### Work instruction
Would you please transcribe, exactly as written, the lines of the entries below starting at the one that holds "data: vec![0; width" and ending at the one that holds "width in pixels.", both included?

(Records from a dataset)

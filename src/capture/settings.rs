//! Cached per-device picture controls.
//!
//! Controls are queried once at initialization. Whatever the driver
//! reports then is the truth for the rest of the session: an absent,
//! disabled, or unanswerable control stays unavailable, and the advertised
//! range is what every later write is validated against.

use std::collections::BTreeMap;

use tracing::warn;

use crate::capture::traits::{DeviceIo, SettingId};
use crate::error::CaptureError;

/// Availability and advertised range of one control.
#[derive(Debug, Clone, Copy, PartialEq, Eq)]
pub enum SettingState {
    /// Control exists and accepts writes within `min..=max`.
    Available {
        /// Smallest accepted value.
        min: i32,
        /// Largest accepted value.
        max: i32,
        /// Driver default at discovery time.
        default: i32,
    },
    /// Control is absent, disabled, or unanswerable on this device.
    Unavailable,
}

/// One picture control and its cached state.
#[derive(Debug, Clone, Copy, PartialEq, Eq)]
pub struct Setting {
    /// Which control this is.
    pub id: SettingId,
    /// Availability and advertised range.
    pub state: SettingState,
}

/// Controls discovered on one device.
#[derive(Debug)]
pub(crate) struct SettingTable {
    entries: BTreeMap<SettingId, SettingState>,
}

impl SettingTable {
    /// Queries every managed control once. Absence, a disabled flag, or a
    /// failed query all mark the control unavailable for the session;
    /// discovery itself never fails.
    pub(crate) fn query<Io: DeviceIo>(io: &mut Io) -> Self {
        let mut entries = BTreeMap::new();
        for id in SettingId::ALL {
            let state = match io.query_control(id) {
                Ok(range) => SettingState::Available {
                    min: range.min,
                    max: range.max,
                    default: range.default,
                },
                Err(CaptureError::SettingUnavailable(_)) => SettingState::Unavailable,
                Err(err) => {
                    warn!("control {id:?} query failed: {err}");
                    SettingState::Unavailable
                }
            };
            entries.insert(id, state);
        }
        Self { entries }
    }

    /// Descriptor for `id`.
    pub(crate) fn get(&self, id: SettingId) -> Setting {
        Setting {
            id,
            state: self.state(id),
        }
    }

    /// Validates a prospective write without touching the device.
    pub(crate) fn check(&self, id: SettingId, value: i32) -> Result<(), CaptureError> {
        match self.state(id) {
            SettingState::Available { min, max, .. } => {
                if (min..=max).contains(&value) {
                    Ok(())
                } else {
                    Err(CaptureError::SettingOutOfRange {
                        id,
                        value,
                        min,
                        max,
                    })
                }
            }
            SettingState::Unavailable => Err(CaptureError::SettingUnavailable(id)),
        }
    }

    /// Snapshot of every entry, in id order.
    pub(crate) fn iter(&self) -> impl Iterator<Item = Setting> + '_ {
        self.entries.iter().map(|(id, state)| Setting {
            id: *id,
            state: *state,
        })
    }

    fn state(&self, id: SettingId) -> SettingState {
        self.entries
            .get(&id)
            .copied()
            .unwrap_or(SettingState::Unavailable)
    }
}
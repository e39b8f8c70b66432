//! visiond: a V4L2 frame-capture service library
//!
//! Pairs a memory-mapped capture engine (device binding, a fixed ring of
//! kernel buffers, YUYV-to-RGB and grayscale conversion) with a
//! single-client session protocol over a Unix-domain socket. Everything is
//! synchronous and blocking; the capture state machine runs against a
//! device trait so it can be exercised without hardware.

pub mod capture;
pub mod client;
pub mod config;
pub mod error;
pub mod frame;
pub mod proto;
pub mod server;
pub mod service;

mod tables;

pub use capture::{Camera, DeviceIo, SettingId, V4l2Camera};
pub use client::Client;
pub use config::{Config, ConfigError};
pub use error::{CaptureError, ClientError, ServerError};
pub use frame::RawFrame;
pub use proto::{Command, Request, Response};
pub use server::Server;
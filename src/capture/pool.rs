//! Fixed ring of mapped streaming buffers.

use std::io;

use crate::capture::traits::{BufferMemory, DeviceIo};
use crate::error::CaptureError;

/// Who currently owns one buffer.
#[derive(Debug, Clone, Copy, PartialEq, Eq)]
enum BufferState {
    /// Owned by the capture pipeline, waiting to be filled.
    Queued,
    /// Owned by the application; readable until queued again.
    Held,
}

#[derive(Debug)]
struct Buffer<M> {
    memory: M,
    state: BufferState,
}

/// Fixed set of mapped capture buffers and their exchange discipline.
///
/// Every index handed out by [`BufferPool::dequeue_ready`] must go back
/// through [`BufferPool::queue`] before it can fill again; a ring that is
/// never requeued starves after `count` captures. Mappings are released
/// when the pool drops.
#[derive(Debug)]
pub struct BufferPool<M> {
    buffers: Vec<Buffer<M>>,
}

impl<M: BufferMemory> BufferPool<M> {
    /// Requests `count` buffers from the device and maps each one. All
    /// buffers start held by the application.
    ///
    /// The driver must grant exactly `count`; a smaller ring would change
    /// the latency the rest of the engine is tuned for. On failure every
    /// mapping made so far is dropped.
    pub fn map<Io>(io: &mut Io, count: u32) -> Result<Self, CaptureError>
    where
        Io: DeviceIo<Mapping = M>,
    {
        let granted = io.request_buffers(count)?;
        if granted != count {
            return Err(CaptureError::Setup(format!(
                "driver granted {granted} buffers instead of {count}"
            )));
        }
        let mut buffers = Vec::with_capacity(count as usize);
        for index in 0..count {
            let geometry = io.buffer_geometry(index)?;
            let memory = io.map_buffer(index, geometry)?;
            buffers.push(Buffer {
                memory,
                state: BufferState::Held,
            });
        }
        Ok(Self { buffers })
    }

    /// Hands a held buffer to the capture pipeline.
    pub fn queue<Io>(&mut self, io: &mut Io, index: usize) -> Result<(), CaptureError>
    where
        Io: DeviceIo<Mapping = M>,
    {
        let buffer = self.buffers.get_mut(index).ok_or_else(|| {
            CaptureError::Device(io::Error::other(format!(
                "queue of unknown buffer index {index}"
            )))
        })?;
        if buffer.state != BufferState::Held {
            return Err(CaptureError::Device(io::Error::other(format!(
                "queue of buffer {index} which is already queued"
            ))));
        }
        io.enqueue(index as u32)?;
        buffer.state = BufferState::Queued;
        Ok(())
    }

    /// Takes one filled buffer from the pipeline and returns its index and
    /// bytes. The buffer stays held until queued again.
    ///
    /// Indices reported by the driver are checked against the ring before
    /// any memory is touched.
    pub fn dequeue_ready<Io>(&mut self, io: &mut Io) -> Result<(usize, &[u8]), CaptureError>
    where
        Io: DeviceIo<Mapping = M>,
    {
        let index = io.dequeue()? as usize;
        let buffer = self.buffers.get_mut(index).ok_or_else(|| {
            CaptureError::Device(io::Error::other(format!(
                "driver returned out-of-range buffer index {index}"
            )))
        })?;
        if buffer.state != BufferState::Queued {
            return Err(CaptureError::Device(io::Error::other(format!(
                "driver returned buffer {index} which was not queued"
            ))));
        }
        buffer.state = BufferState::Held;
        Ok((index, buffer.memory.as_slice()))
    }

    /// Unmaps every buffer. This also happens when the pool drops; calling
    /// it again is a no-op.
    pub fn release(&mut self) {
        self.buffers.clear();
    }

    /// Number of buffers in the ring.
    pub fn len(&self) -> usize {
        self.buffers.len()
    }

    /// Whether the ring holds no buffers.
    pub fn is_empty(&self) -> bool {
        self.buffers.is_empty()
    }
}
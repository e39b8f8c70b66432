//! Staging frame storage and pixel-format conversion.
//!
//! A [`RawFrame`] holds the most recent capture in packed YUYV: each 4-byte
//! macropixel `(Y0, U, Y1, V)` covers two horizontal pixels sharing one
//! chroma pair. The buffer is overwritten in place on every capture, so
//! callers must convert (or copy) before capturing again.

use crate::tables;

/// Raw packed-pixel staging buffer plus its geometry.
///
/// The backing allocation is `width * height * 4` bytes; one full YUYV
/// frame occupies the first `width * height * 2`, the rest is slack for
/// drivers that report a larger per-buffer size. Conversions read exactly
/// the frame portion.
pub struct RawFrame {
    data: Vec<u8>,
    width: usize,
    height: usize,
}

impl RawFrame {
    /// Allocates a zeroed staging buffer for `width x height` pixels.
    /// Width must be even (pixels come in macropixel pairs).
    pub(crate) fn new(width: usize, height: usize) -> Self {
        debug_assert!(width % 2 == 0, "YUYV width must be even");
        Self {
            data: vec![0; width * height * 4],
            width,
            height,
        }
    }

    /// Overwrites the staging bytes with `src`, truncating whichever side
    /// is longer.
    pub(crate) fn fill_from(&mut self, src: &[u8]) {
        let len = src.len().min(self.data.len());
        self.data[..len].copy_from_slice(&src[..len]);
    }

    /// Frame width in pixels.
    pub fn width(&self) -> usize {
        self.width
    }

    /// Frame height in pixels.
    pub fn height(&self) -> usize {
        self.height
    }

    /// Converts the frame to interleaved RGB.
    ///
    /// Rows are written `dst_stride` bytes apart so the frame can be
    /// embedded into a larger row-major image; bytes between `width * 3`
    /// and the stride are left untouched. `dst` must hold at least
    /// `(height - 1) * dst_stride + width * 3` bytes and `dst_stride` must
    /// be at least `width * 3`; destination sizing is the caller's
    /// responsibility, checked only by debug assertions.
    pub fn to_rgb(&self, dst: &mut [u8], dst_stride: usize) {
        let row_bytes = self.width * 3;
        debug_assert!(dst_stride >= row_bytes, "stride smaller than a row");
        debug_assert!(
            self.height == 0 || dst.len() >= (self.height - 1) * dst_stride + row_bytes,
            "destination too small for {}x{} RGB at stride {dst_stride}",
            self.width,
            self.height,
        );

        let tables = tables::tables();
        let macro_row = self.width * 2;
        for (row, src_row) in self
            .data
            .chunks_exact(macro_row)
            .take(self.height)
            .enumerate()
        {
            let base = row * dst_stride;
            let dst_row = &mut dst[base..base + row_bytes];
            for (src, out) in src_row.chunks_exact(4).zip(dst_row.chunks_exact_mut(6)) {
                let (y0, u, y1, v) = (src[0], src[1], src[2], src[3]);
                out[..3].copy_from_slice(&tables.rgb(y0, u, v));
                out[3..].copy_from_slice(&tables.rgb(y1, u, v));
            }
        }
    }

    /// Converts the frame to 8-bit grayscale by emitting the luma samples
    /// unchanged.
    ///
    /// Same stride contract as [`Self::to_rgb`] with one byte per pixel:
    /// `dst` must hold `(height - 1) * dst_stride + width` bytes and
    /// `dst_stride` must be at least `width`.
    pub fn to_gray(&self, dst: &mut [u8], dst_stride: usize) {
        debug_assert!(dst_stride >= self.width, "stride smaller than a row");
        debug_assert!(
            self.height == 0 || dst.len() >= (self.height - 1) * dst_stride + self.width,
            "destination too small for {}x{} grayscale at stride {dst_stride}",
            self.width,
            self.height,
        );

        let macro_row = self.width * 2;
        for (row, src_row) in self
            .data
            .chunks_exact(macro_row)
            .take(self.height)
            .enumerate()
        {
            let base = row * dst_stride;
            let dst_row = &mut dst[base..base + self.width];
            for (src, out) in src_row.chunks_exact(4).zip(dst_row.chunks_exact_mut(2)) {
                out[0] = src[0];
                out[1] = src[2];
            }
        }
    }
}
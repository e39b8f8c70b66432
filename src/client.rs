//! Blocking session client, the counterpart to [`crate::server::Server`].

use std::io::{Read, Write};
use std::os::unix::net::UnixStream;
use std::path::Path;

use crate::error::ClientError;
use crate::proto::{Request, Response};

/// Connects to the session endpoint and exchanges fixed-size records.
///
/// No reconnection on this side: any I/O failure surfaces and the caller
/// decides whether to connect again.
#[derive(Debug)]
pub struct Client {
    stream: Option<UnixStream>,
}

impl Client {
    /// Connects to the session endpoint at `path`.
    pub fn connect(path: &Path) -> Result<Self, ClientError> {
        let stream = UnixStream::connect(path).map_err(|err| {
            ClientError::Connect(format!("cannot reach {}: {err}", path.display()))
        })?;
        Ok(Self {
            stream: Some(stream),
        })
    }

    /// Sends one request record.
    pub fn send_request(&mut self, request: Request) -> Result<(), ClientError> {
        let stream = self.stream.as_mut().ok_or(ClientError::NotConnected)?;
        stream
            .write_all(&request.to_bytes())
            .map_err(ClientError::Io)
    }

    /// Receives one response record.
    pub fn get_response(&mut self) -> Result<Response, ClientError> {
        let stream = self.stream.as_mut().ok_or(ClientError::NotConnected)?;
        let mut bytes = [0_u8; Response::SIZE];
        stream.read_exact(&mut bytes).map_err(ClientError::Io)?;
        Ok(Response::from_bytes(bytes))
    }

    /// Closes the connection. Safe to call repeatedly.
    pub fn shutdown(&mut self) {
        self.stream = None;
    }
}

### Result of this exercise
            data: vec![0; width * height * 4],
            width,
            height,
        }
    }

    /// Overwrites the staging bytes with `src`, truncating whichever side
    /// is longer.
    pub(crate) fn fill_from(&mut self, src: &[u8]) {
        let len = src.len().min(self.data.len());
        self.data[..len].copy_from_slice(&src[..len]);
    }

    /// Frame width in pixels.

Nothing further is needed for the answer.